Kann Belastungsurlaub gestattet werden?

Leitung der Einrichtung kann bis zu zehn Tage Belastungsurlaub gewähren, wenn der Zweck der Unterbringung dadurch nicht beeinträchtigt wird und eine Gefahr für Gesundheit, Leben oder andere bedeutende Rechtsgüter Dritter nicht zu befürchten ist; Beurlaubung kann mit Auflagen verbunden sein (§ 29).

Darf dem Patienten Ausgang gewährt werden?

Urlaubsregelungen gelten ebenso für den stundenweise gewährten Ausgang (§ 29).

Ist eine Ausführung zu offenen, geschlossenen Stationen vorgesehen?

Keine Angaben

Sicherstellung von Patientenrechten
In welcher Art und Weise werden Hilfen für Patienten angeboten

Beratende, ambulant und stationär behandelnde, komplementäre und rehabilitative Angebote (§ 5)

Welche Ziele sollen durch die Hilfen erreicht werden?

  • Die selbständige Lebensführung beeinträchtigende und die persönliche Freiheit einschränkende Maßnahmen entbehrlich machen
  • Solche Maßnahmen verkürzen
  • Nach solchen Maßnahmen die Wiedereingliederung in die Gemeinschaft erleichtern und fördern (§ 5)

Gibt es ein Beschwerdemanagement an das sich Patienten und Angehörige wenden können (Patientenfürsprecher)?

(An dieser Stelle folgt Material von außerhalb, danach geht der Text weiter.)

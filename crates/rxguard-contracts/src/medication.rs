//! Medication line items.

use serde::{Deserialize, Serialize};

/// One medication on a prescription.
///
/// All fields are free text as entered by the prescriber. No unit or dosage
/// validation is performed anywhere in the engine.
#[derive(Debug, Clone, PartialEq, Eq, Serialize, Deserialize)]
pub struct Medication {
    pub name: String,
    pub dosage: String,
    pub frequency: String,
    pub duration: String,
}

impl Medication {
    pub fn new(
        name: impl Into<String>,
        dosage: impl Into<String>,
        frequency: impl Into<String>,
        duration: impl Into<String>,
    ) -> Self {
        Self {
            name: name.into(),
            dosage: dosage.into(),
            frequency: frequency.into(),
            duration: duration.into(),
        }
    }

    /// Lowercased name used for case-insensitive matching.
    pub fn normalized_name(&self) -> String {
        self.name.trim().to_lowercase()
    }
}
//! Headline counters shown at the top of every dashboard.

use serde::{Deserialize, Serialize};

use rxguard_contracts::prescription::{Prescription, PrescriptionStatus};

#[derive(Debug, Clone, Copy, Default, PartialEq, Eq, Serialize, Deserialize)]
pub struct Headline {
    pub total: usize,
    pub pending: usize,
    pub flagged: usize,
    pub approved: usize,
    pub rejected: usize,
}

impl Headline {
    /// Flagged share of the total as a whole percentage, or `None` when
    /// there is nothing to divide by.
    pub fn flagged_percent(&self) -> Option<u32> {
        (self.total > 0).then(|| ((self.flagged as f64 / self.total as f64) * 100.0).round() as u32)
    }
}

pub fn headline(prescriptions: &[Prescription], organization_id: Option<&str>) -> Headline {
    prescriptions
        .iter()
        .filter(|p| p.in_organization(organization_id))
        .fold(Headline::default(), |mut h, p| {
            h.total += 1;
            match p.status {
                PrescriptionStatus::Pending => h.pending += 1,
                PrescriptionStatus::Flagged => h.flagged += 1,
                PrescriptionStatus::Approved => h.approved += 1,
                PrescriptionStatus::Rejected => h.rejected += 1,
            }
            h
        })
}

Der Patient hat das Recht, sich mit Wünschen, Anregungen und Beschwerden in Angelegenheiten, die sie oder ihn selbst betreffen, an die ärztliche Leiterin oder den ärztlichen Leiter der Einrichtung und an die Senatorin für Wissenschaft, Gesundheit und Verbraucherschutz zu wenden. Der Patient hat im Rahmen der §§ 27, 28 und 29 das Recht, sich auch an andere Stellen zu wenden, die die Interessen von Patienten wahrnehmen. Ist ein Patient gehörlos, hochgradig hörbehindert oder stumm, so ist in Dolmetscher für die Gebärdensprache beizuziehen, sofern sich der Patient in dieser verständigen kann (§ 37).

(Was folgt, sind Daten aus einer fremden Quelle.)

//! The application-state snapshot.
//!
//! `AppState` is a plain value. It is never mutated in place by the
//! controller; every applied command produces a new snapshot.

use serde::{Deserialize, Serialize};

use rxguard_contracts::{
    credential::ApiKeyCredential,
    directory::{Doctor, Organization, User},
    prescription::Prescription,
};

#[derive(Debug, Clone, PartialEq, Serialize, Deserialize)]
pub struct AppState {
    pub users: Vec<User>,
    pub organizations: Vec<Organization>,
    pub doctors: Vec<Doctor>,
    pub prescriptions: Vec<Prescription>,
    pub api_keys: Vec<ApiKeyCredential>,
    /// Whether the admin enabled automatic failover between keys.
    #[serde(default = "default_auto_rotation")]
    pub auto_rotation_enabled: bool,
}

fn default_auto_rotation() -> bool {
    true
}

impl Default for AppState {
    fn default() -> Self {
        Self {
            users: Vec::new(),
            organizations: Vec::new(),
            doctors: Vec::new(),
            prescriptions: Vec::new(),
            api_keys: Vec::new(),
            auto_rotation_enabled: default_auto_rotation(),
        }
    }
}

impl AppState {
    pub fn prescription(&self, id: &str) -> Option<&Prescription> {
        self.prescriptions.iter().find(|p| p.id == id)
    }

    pub fn user(&self, id: &str) -> Option<&User> {
        self.users.iter().find(|u| u.id == id)
    }

    pub fn organization(&self, id: &str) -> Option<&Organization> {
        self.organizations.iter().find(|o| o.id == id)
    }

    /// The doctor profile linked to a login identity.
    pub fn doctor_for_user(&self, user_id: &str) -> Option<&Doctor> {
        self.doctors.iter().find(|d| d.user_id == user_id)
    }
}
//! Derived analytics rows. These are recomputed on every read and never stored.

use chrono::NaiveDate;
use serde::{Deserialize, Serialize};

/// One day of prescription activity, for a time-series chart.
#[derive(Debug, Clone, PartialEq, Eq, Serialize, Deserialize)]
pub struct DailyMetricPoint {
    /// Serialized as `YYYY-MM-DD`.
    pub date: NaiveDate,
    pub total_prescriptions: usize,
    pub flagged_prescriptions: usize,
}

/// Prescription volume for one assigned doctor.
#[derive(Debug, Clone, PartialEq, Eq, Serialize, Deserialize)]
pub struct DoctorStat {
    pub doctor_id: String,
    pub total_prescriptions: usize,
    pub flagged_prescriptions: usize,
}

Auch im Rahmen der Besuche einer Besuchskommission, sollen die Patienten die Möglichkeit haben, Wünsche und Beschwerden vorzutragen (§ 36).

Wurden Besuchskommissionen eingerichtet, um die Wahrnehmung der besonderen Aufgaben sicherzustellen?

Die Besuchskommission ist in § 23 vorgeschrieben; sie soll mindestens einmal jährlich die Einrichtungen besuchen. Zusammensetzung:

  • Ein Vertreter der Senatorin für Wissenschaft, Gesundheit und Verbraucherschutz
  • Ein Facharzt für Psychiatrie
  • Ein Vertreter aus dem Bereich der Kinder- und Jugendpsychiatrie
  • Ein Richter
  • Ein Mitarbeiter des Trägers der Hilfen und Schutzmaßnahmen aus Bremen bei Besuchen in der Stadtgemeinde Bremen oder ein Mitarbeiter des Trägers der Hilfen und Schutzmaßnahmen aus Bremerhaven bei Besuchen in der Stadtgemeinde Bremerhaven
  • Ein Vertreter des Landesverbandes der Psychiatrieerfahrenen e. V.
  • Ein Vertreter des Landesverbandes der Angehörigen psychisch kranker Menschen
  • Ein Vertreter der oder des Landesbehindertenbeauftragten der Freien Hansestadt Bremen

Werden Daten zur Unterbringung und zu Zwangsmaßnahmen erfasst?
Es werden derzeit keine Daten erhoben.